- _Instructions for the task_: Search the entries for the word "RouterMetrics" and pull out each line that has it.

- _Exercise data_:
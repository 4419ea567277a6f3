//! # Router Testing Utils
//!
//! Shared testing utilities for the task router workspace.
//!
//! ## Features
//!
//! - **Scripted Workers**: a [`WorkerFactory`](router_core::WorkerFactory) whose workers
//!   succeed, fail, stay silent or answer twice on demand, and record every command they receive
//! - **Test Data Builders**: utilities for creating tasks and task batches
//! - **Test Helpers**: polling helpers and tracing setup for async tests
//!
//! ## Usage
//!
//! ```toml
//! [dev-dependencies]
//! router-testing-utils = { path = "../testing-utils" }
//! ```

pub mod builders;
pub mod helpers;
pub mod mocks;

pub use builders::*;
pub use helpers::*;
pub use mocks::*;
use std::time::Duration;

use futures::future::join_all;
use router_core::{RouterMetrics, RoutingStrategy, TaskResult, WorkerHandle, WorkerMetricsSnapshot};
use tracing::debug;

/// 路由器累计指标
///
/// `total_tasks_processed` 单调不减，每个回复给调用方的任务计一次（广播任务按聚合结果计一次）。
#[derive(Debug, Default)]
pub struct MetricsReporter {
    total_tasks_processed: u64,
    total_processing_time_ms: u64,
}

impl MetricsReporter {
    pub fn new() -> Self {
        Self::default()
    }

    pub fn record(&mut self, result: &TaskResult) {
        self.total_tasks_processed += 1;
        self.total_processing_time_ms = self
            .total_processing_time_ms
            .saturating_add(result.processing_time_ms);
    }

    pub fn total_tasks_processed(&self) -> u64 {
        self.total_tasks_processed
    }

    /// 平均处理耗时，尚无任务时为0
    pub fn average_processing_time_ms(&self) -> f64 {
        if self.total_tasks_processed == 0 {
            0.0
        } else {
            self.total_processing_time_ms as f64 / self.total_tasks_processed as f64
        }
    }

    pub fn router_metrics(
        &self,
        tasks_in_progress: usize,
        worker_count: usize,
        routing_strategy: RoutingStrategy,
    ) -> RouterMetrics {
        RouterMetrics {
            total_tasks_processed: self.total_tasks_processed,
            tasks_in_progress,
            average_processing_time_ms: self.average_processing_time_ms(),
            worker_count,
            routing_strategy,
        }
    }
}

/// 向每个Worker请求指标快照，在后台并发等待，每个请求最多等待 `timeout`
///
/// 不阻塞调用方。超时或已退出的Worker不产生快照，保留其旧值或默认值。
/// 收集到的快照整体交给 `sink`。
pub fn spawn_refresh<F>(workers: &[WorkerHandle], timeout: Duration, sink: F)
where
    F: FnOnce(Vec<WorkerMetricsSnapshot>) + Send + 'static,
{
    let requests: Vec<_> = workers
        .iter()
        .map(|worker| (worker.id().to_string(), worker.request_metrics()))
        .collect();

    tokio::spawn(async move {
        let replies = join_all(requests.into_iter().map(|(worker_id, rx)| async move {
            match tokio::time::timeout(timeout, rx).await {
                Ok(Ok(snapshot)) => Some(snapshot),
                Ok(Err(_)) => {
                    debug!(worker_id = %worker_id, "Worker未回复指标请求");
                    None
                }
                Err(_) => {
                    debug!(worker_id = %worker_id, "Worker指标请求超时");
                    None
                }
            }
        }))
        .await;

        sink(replies.into_iter().flatten().collect());
    });
}
//! # Router API
//!
//! 任务路由器的HTTP接口，基于Axum构建，把分发器的命令协议暴露为JSON端点。
//!
//! ## API 端点
//!
//! - `GET /health` - 健康检查
//! - `POST /api/tasks` - 按当前策略提交任务并等待结果
//! - `POST /api/tasks/broadcast` - 广播任务，返回多数表决结果
//! - `GET /api/workers` - 查询Worker状态
//! - `POST /api/workers/scale` - 调整Worker池大小
//! - `GET /api/metrics` - 路由器指标
//! - `PUT /api/strategy` - 切换路由策略
//!
//! 成功响应统一为 `{success, data, message, timestamp}`。

pub mod error;
pub mod handlers;
pub mod middleware;
pub mod response;
pub mod routes;

use std::sync::Arc;
use std::time::Duration;

use axum::{http::StatusCode, Router};
use router_config::models::ApiConfig;
use router_core::TaskRouterService;
use tower::ServiceBuilder;
use tower_http::timeout::TimeoutLayer;

use middleware::{cors_layer, request_logging, trace_layer};
use routes::{create_routes, AppState};

pub use error::{ApiError, ApiResult};
pub use response::ApiResponse;

/// 创建完整的API应用
pub fn create_app(router: Arc<dyn TaskRouterService>, api_config: &ApiConfig) -> Router {
    let state = AppState { router };

    create_routes(state).layer(
        ServiceBuilder::new()
            .layer(trace_layer())
            .layer(cors_layer())
            .layer(TimeoutLayer::with_status_code(
                StatusCode::REQUEST_TIMEOUT,
                Duration::from_secs(api_config.request_timeout_seconds),
            ))
            .layer(axum::middleware::from_fn(request_logging)),
    )
}
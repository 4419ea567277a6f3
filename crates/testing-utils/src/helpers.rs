//! Test helper utilities and common testing patterns

use std::future::Future;
use std::time::Duration;

use tokio::time::{sleep, Instant};

/// Test environment setup utilities
pub struct TestEnv;

impl TestEnv {
    /// Wait for a condition to be true with timeout
    ///
    /// Uses the Tokio clock, so it also works under `start_paused` tests.
    pub async fn wait_for<F, Fut>(mut condition: F, timeout: Duration) -> bool
    where
        F: FnMut() -> Fut,
        Fut: Future<Output = bool>,
    {
        let start = Instant::now();

        while start.elapsed() < timeout {
            if condition().await {
                return true;
            }
            sleep(Duration::from_millis(10)).await;
        }

        false
    }

    /// Install a test-friendly tracing subscriber, ignoring repeated calls
    pub fn init_tracing() {
        let _ = tracing_subscriber::fmt()
            .with_env_filter("debug")
            .with_test_writer()
            .try_init();
    }
}
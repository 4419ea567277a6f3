pub mod health;
pub mod metrics;
pub mod strategy;
pub mod tasks;
pub mod workers;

- _Exercise result_:
use router_core::{RouterMetrics, RoutingStrategy, TaskResult, WorkerHandle, WorkerMetricsSnapshot};
    ) -> RouterMetrics {
        RouterMetrics {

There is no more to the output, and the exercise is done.